_To do_: In the data below, which lines hold the word "enumerate"? Copy them.

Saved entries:
-*-
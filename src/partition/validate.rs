//! Offline checks of a partition against its blueprint.
//!
//! Both checks are read-only and report every problem they find rather
//! than stopping at the first one.

use std::collections::{BTreeMap, HashMap, HashSet};
use std::fmt;

use super::Partition;
use crate::error::{Result, TopoError};
use crate::topology::Blueprint;

/// Everything wrong with how a partition covers `[1, N]`
#[derive(Debug, Clone, PartialEq, Eq, Default)]
pub struct CoverageReport {
    pub node_count: usize,
    /// Ids in `[1, N]` that appear in no part
    pub missing: Vec<i64>,
    /// Values that appear more than once, with their count
    pub duplicates: Vec<(i64, usize)>,
    /// Values outside `[1, N]`, sorted
    pub out_of_range: Vec<i64>,
}

impl CoverageReport {
    pub fn is_ok(&self) -> bool {
        self.missing.is_empty() && self.duplicates.is_empty() && self.out_of_range.is_empty()
    }
}

fn join<T: fmt::Display>(items: impl IntoIterator<Item = T>) -> String {
    items
        .into_iter()
        .map(|item| item.to_string())
        .collect::<Vec<_>>()
        .join(", ")
}

impl fmt::Display for CoverageReport {
    fn fmt(&self, f: &mut fmt::Formatter<'_>) -> fmt::Result {
        let mut sections = Vec::new();
        if !self.duplicates.is_empty() {
            let pairs = self.duplicates.iter().map(|(v, c)| format!("{v}:{c}"));
            sections.push(format!("duplicate values (value:count): {}", join(pairs)));
        }
        if !self.missing.is_empty() {
            sections.push(format!(
                "missing (should include 1..{}): {}",
                self.node_count,
                join(&self.missing)
            ));
        }
        if !self.out_of_range.is_empty() {
            sections.push(format!(
                "out of range (not in 1..{}): {}",
                self.node_count,
                join(&self.out_of_range)
            ));
        }
        if sections.is_empty() {
            return write!(f, "ok");
        }
        write!(f, "{}", sections.join("; "))
    }
}

/// Count how the partition covers `[1, node_count]`.
pub fn coverage_report(partition: &Partition, node_count: usize) -> CoverageReport {
    let in_range = |v: i64| v >= 1 && v as u64 <= node_count as u64;
    let mut counts: BTreeMap<i64, usize> = BTreeMap::new();
    let mut out_of_range = Vec::new();
    for &value in partition.parts().iter().flatten() {
        *counts.entry(value).or_default() += 1;
        if !in_range(value) {
            out_of_range.push(value);
        }
    }
    out_of_range.sort_unstable();

    let missing = (1..=node_count as i64)
        .filter(|id| !counts.contains_key(id))
        .collect();
    let duplicates = counts
        .iter()
        .filter(|(_, count)| **count > 1)
        .map(|(&value, &count)| (value, count))
        .collect();

    CoverageReport {
        node_count,
        missing,
        duplicates,
        out_of_range,
    }
}

/// Every id in `[1, node_count]` must appear exactly once and nothing else
/// may appear.
pub fn check_coverage(partition: &Partition, node_count: usize) -> Result<()> {
    let report = coverage_report(partition, node_count);
    if report.is_ok() {
        Ok(())
    } else {
        Err(TopoError::PartitionCoverage(report))
    }
}

/// Every link leaving a regular part must end in the same part or in the
/// overflow part. Offending links are reported once each as `(u, v)` with
/// `u` the endpoint seen first.
///
/// Ids that are out of range or unassigned are left to the coverage check.
pub fn check_cut(blueprint: &Blueprint, partition: &Partition) -> Result<()> {
    let Some(overflow) = partition.overflow_index() else {
        return Ok(());
    };
    let mut part_of: HashMap<u32, usize> = HashMap::new();
    for (i, part) in partition.parts().iter().enumerate() {
        for &value in part {
            if let Ok(id) = u32::try_from(value) {
                part_of.insert(id, i);
            }
        }
    }

    let mut seen = HashSet::new();
    let mut edges = Vec::new();
    for (i, part) in partition.regular_parts().iter().enumerate() {
        for &value in part {
            let Some(router) = u32::try_from(value).ok().and_then(|u| blueprint.router(u)) else {
                continue;
            };
            for neigh in &router.neighbors {
                let v = neigh.peeridx;
                let Some(&pv) = part_of.get(&v) else { continue };
                if pv != i && pv != overflow && seen.insert((router.idx.min(v), router.idx.max(v))) {
                    edges.push((router.idx, v));
                }
            }
        }
    }

    if edges.is_empty() {
        Ok(())
    } else {
        Err(TopoError::InvalidPartitionCut { edges })
    }
}

#[cfg(test)]
mod tests {
    use super::*;
    use crate::config::GeneratorConfig;
    use crate::topology::{BlueprintGenerator, Graph};

    fn line_blueprint(n: u32) -> Blueprint {
        let mut g = Graph::with_nodes(n);
        for u in 1..n {
            g.add_edge(u, u + 1).unwrap();
        }
        BlueprintGenerator::new(GeneratorConfig::default())
            .address_graph(&g)
            .unwrap()
    }

    #[test]
    fn test_coverage_reports_everything_at_once() {
        let p = Partition::new(vec![vec![1, 2, 3], vec![3, 4, 5, 6], vec![8, 9, 10, 0, 12]]);
        let report = coverage_report(&p, 10);
        assert_eq!(report.missing, vec![7]);
        assert_eq!(report.duplicates, vec![(3, 2)]);
        assert_eq!(report.out_of_range, vec![0, 12]);

        let text = report.to_string();
        assert!(text.contains("3:2"), "{text}");
        assert!(text.contains("missing (should include 1..10): 7"), "{text}");
        assert!(matches!(check_coverage(&p, 10), Err(TopoError::PartitionCoverage(_))));
    }

    #[test]
    fn test_coverage_ok() {
        let p = Partition::new(vec![vec![2, 1], vec![3]]);
        assert!(coverage_report(&p, 3).is_ok());
        assert!(check_coverage(&p, 3).is_ok());
    }

    #[test]
    fn test_cut_through_overflow_is_valid() {
        let bp = line_blueprint(5);
        let p = Partition::new(vec![vec![1, 2], vec![4, 5], vec![3]]);
        assert!(check_cut(&bp, &p).is_ok());
    }

    #[test]
    fn test_cut_between_regular_parts_lists_each_edge_once() {
        let bp = line_blueprint(6);
        let p = Partition::new(vec![vec![1, 2], vec![3, 4], vec![5], vec![6]]);
        match check_cut(&bp, &p) {
            Err(TopoError::InvalidPartitionCut { edges }) => {
                assert_eq!(edges, vec![(2, 3), (4, 5)]);
            }
            other => panic!("expected InvalidPartitionCut, got {other:?}"),
        }
    }

    #[test]
    fn test_cut_ignores_unassigned_nodes() {
        let bp = line_blueprint(3);
        let p = Partition::new(vec![vec![1], vec![3]]);
        assert!(check_cut(&bp, &p).is_ok());
    }
}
-*-
_Exercise response_:
    for (i, part) in partition.parts().iter().enumerate() {
    for (i, part) in partition.regular_parts().iter().enumerate() {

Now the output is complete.